**Required action:** Scan the material for the word "expected" and copy each line where it occurs.
##########
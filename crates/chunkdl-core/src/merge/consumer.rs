use std::collections::HashMap;
use std::ffi::OsStr;
use std::io;
use std::path::Path;
use std::sync::mpsc;
use std::sync::Arc;

use super::MergeEvent;
use crate::config::FailurePolicy;
use crate::listener::{DownloadError, ListenerSlot};
use crate::retry::FetchError;
use crate::storage::{temp_path, StorageWriter, StorageWriterBuilder};
use crate::task::{remove_scratch_dir_if_empty, Chunk, FileTask, TaskId, TaskRegistry, SCRATCH_DIR_NAME};

pub(crate) struct MergeConsumer {
    registry: Arc<TaskRegistry>,
    listener: Arc<ListenerSlot>,
    policy: FailurePolicy,
    /// Open `.part` files of tasks that have merged at least one chunk.
    writers: HashMap<TaskId, StorageWriter>,
}

impl MergeConsumer {
    pub(crate) fn new(registry: Arc<TaskRegistry>, listener: Arc<ListenerSlot>, policy: FailurePolicy) -> Self {
        Self {
            registry,
            listener,
            policy,
            writers: HashMap::new(),
        }
    }

    /// Drain `rx` until `Shutdown` (or every sender is gone), then clean up
    /// whatever is still queued or open.
    pub(crate) fn run(mut self, rx: mpsc::Receiver<MergeEvent>) {
        while let Ok(event) = rx.recv() {
            if !self.handle(event) {
                break;
            }
        }
        while let Ok(event) = rx.try_recv() {
            if let Some(chunk) = event.chunk() {
                chunk.remove_scratch();
                self.tidy_scratch_dir(&chunk.scratch_dir, chunk.task_id);
            }
        }
        for (_, writer) in self.writers.drain() {
            writer.discard();
        }
        tracing::debug!("merge consumer stopped");
    }

    /// Process one event. Returns false on `Shutdown`.
    pub(crate) fn handle(&mut self, event: MergeEvent) -> bool {
        match event {
            MergeEvent::Fetched(chunk) => self.merge_chunk(chunk),
            MergeEvent::FetchFailed { chunk, error } => self.chunk_failed(chunk, error),
            MergeEvent::Cancelled { task_id, scratch_dir } => {
                self.discard_writer(task_id);
                self.tidy_scratch_dir(&scratch_dir, task_id);
            }
            MergeEvent::Shutdown => return false,
        }
        true
    }

    fn merge_chunk(&mut self, chunk: Chunk) {
        let Some(task) = self.registry.get_matching(&chunk.url, chunk.task_id) else {
            tracing::debug!(url = %chunk.url, index = chunk.index, "task no longer active; discarding chunk");
            chunk.remove_scratch();
            self.tidy_scratch_dir(&chunk.scratch_dir, chunk.task_id);
            return;
        };

        let written = self.write_chunk(&task, &chunk);
        chunk.remove_scratch();
        if let Err(source) = written {
            tracing::error!(url = %task.url, index = chunk.index, "merge failed: {}", source);
            self.fail_task(&task, DownloadError::MergeIo { index: chunk.index, source });
            return;
        }

        let Some(progress) = self.registry.record_merged(&chunk.url, chunk.task_id, chunk.len()) else {
            return;
        };
        tracing::debug!(
            url = %task.url,
            index = chunk.index,
            accumulated = progress.accumulated,
            total = progress.total_length,
            "chunk merged"
        );
        self.listener.get().on_chunk_complete(&task.url);

        if progress.is_complete() {
            self.finish_task(&task);
        } else if progress.settled {
            self.drop_settled(&task, progress.failed_chunks);
        }
    }

    /// Copy the chunk's scratch bytes into the task's `.part` file at its offset.
    fn write_chunk(&mut self, task: &FileTask, chunk: &Chunk) -> io::Result<()> {
        if !self.writers.contains_key(&task.id) {
            let mut builder = StorageWriterBuilder::create(&temp_path(&task.dest_path()))?;
            if let Err(e) = builder.preallocate(task.total_length) {
                builder.build().discard();
                return Err(e);
            }
            self.writers.insert(task.id, builder.build());
        }
        let writer = &self.writers[&task.id];
        let copied = writer.copy_file_at(chunk.range.start, &chunk.scratch_path())?;
        if copied != chunk.len() {
            return Err(io::Error::new(
                io::ErrorKind::InvalidData,
                format!("scratch file holds {} bytes, expected {}", copied, chunk.len()),
            ));
        }
        Ok(())
    }

    /// All bytes are in: verify the checksum and move the file into place.
    fn finish_task(&mut self, task: &FileTask) {
        let Some(writer) = self.writers.remove(&task.id) else {
            return;
        };
        if self.registry.remove_matching(&task.url, task.id).is_none() {
            tracing::debug!(url = %task.url, task_id = %task.id, "task cancelled after its last merge; discarding");
            writer.discard();
            self.tidy_scratch_dir(&task.scratch_dir, task.id);
            return;
        }
        self.tidy_scratch_dir(&task.scratch_dir, task.id);

        let verified = writer
            .sync()
            .and_then(|()| task.checksum.verify_file(writer.temp_path()));
        let error = match verified {
            Ok(Ok(())) => {
                let temp = writer.temp_path().to_path_buf();
                let dest = task.dest_path();
                match writer.finalize(&dest) {
                    Ok(()) => {
                        tracing::info!(url = %task.url, task_id = %task.id, path = %dest.display(), "download complete");
                        self.listener.get().on_task_complete(&task.url);
                        return;
                    }
                    Err(e) => {
                        let _ = std::fs::remove_file(&temp);
                        DownloadError::Finalize(e)
                    }
                }
            }
            Ok(Err(actual)) => {
                writer.discard();
                DownloadError::IntegrityMismatch {
                    expected: task.checksum.to_string(),
                    actual: format!("{}:{}", task.checksum.algorithm.name(), actual),
                }
            }
            Err(e) => {
                writer.discard();
                DownloadError::Verify(e)
            }
        };
        tracing::warn!(url = %task.url, task_id = %task.id, "download failed: {}", error);
        self.listener.get().on_failure(&task.url, &error);
    }

    fn chunk_failed(&mut self, chunk: Chunk, source: FetchError) {
        chunk.remove_scratch();
        let Some(task) = self.registry.get_matching(&chunk.url, chunk.task_id) else {
            tracing::debug!(url = %chunk.url, index = chunk.index, "failure for inactive task ignored: {}", source);
            self.tidy_scratch_dir(&chunk.scratch_dir, chunk.task_id);
            return;
        };
        let error = DownloadError::Transport {
            index: chunk.index,
            range: chunk.range,
            source,
        };

        match self.policy {
            FailurePolicy::AbortTask => self.fail_task(&task, error),
            FailurePolicy::KeepSiblings => {
                let Some(progress) = self.registry.record_failed(&task.url, task.id) else {
                    return;
                };
                self.listener.get().on_failure(&task.url, &error);
                if progress.settled {
                    self.drop_settled(&task, progress.failed_chunks);
                }
            }
        }
    }

    /// Terminal failure: deregister, stop siblings, drop the `.part`, notify once.
    fn fail_task(&mut self, task: &FileTask, error: DownloadError) {
        if self.registry.remove_matching(&task.url, task.id).is_none() {
            return;
        }
        task.request_abort();
        self.discard_writer(task.id);
        self.tidy_scratch_dir(&task.scratch_dir, task.id);
        tracing::warn!(url = %task.url, task_id = %task.id, "download failed: {}", error);
        self.listener.get().on_failure(&task.url, &error);
    }

    /// Every chunk of a task has merged or failed but some failed: the task
    /// can never complete. Its failures were already reported.
    fn drop_settled(&mut self, task: &FileTask, failed_chunks: usize) {
        if self.registry.remove_matching(&task.url, task.id).is_none() {
            return;
        }
        self.discard_writer(task.id);
        self.tidy_scratch_dir(&task.scratch_dir, task.id);
        tracing::warn!(url = %task.url, task_id = %task.id, failed_chunks, "task settled with failed chunks; dropped");
    }

    fn discard_writer(&mut self, task_id: TaskId) {
        if let Some(writer) = self.writers.remove(&task_id) {
            writer.discard();
        }
    }

    /// Remove a default scratch directory once task `id` is done with it and
    /// no other active task uses it. Configured directories are left alone.
    fn tidy_scratch_dir(&self, dir: &Path, id: TaskId) {
        if dir.file_name() != Some(OsStr::new(SCRATCH_DIR_NAME)) {
            return;
        }
        if !self.registry.scratch_dir_in_use(dir, id) {
            remove_scratch_dir_if_empty(dir);
        }
    }
}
##########
**Your response:**
                format!("scratch file holds {} bytes, expected {}", copied, chunk.len()),
                    expected: task.checksum.to_string(),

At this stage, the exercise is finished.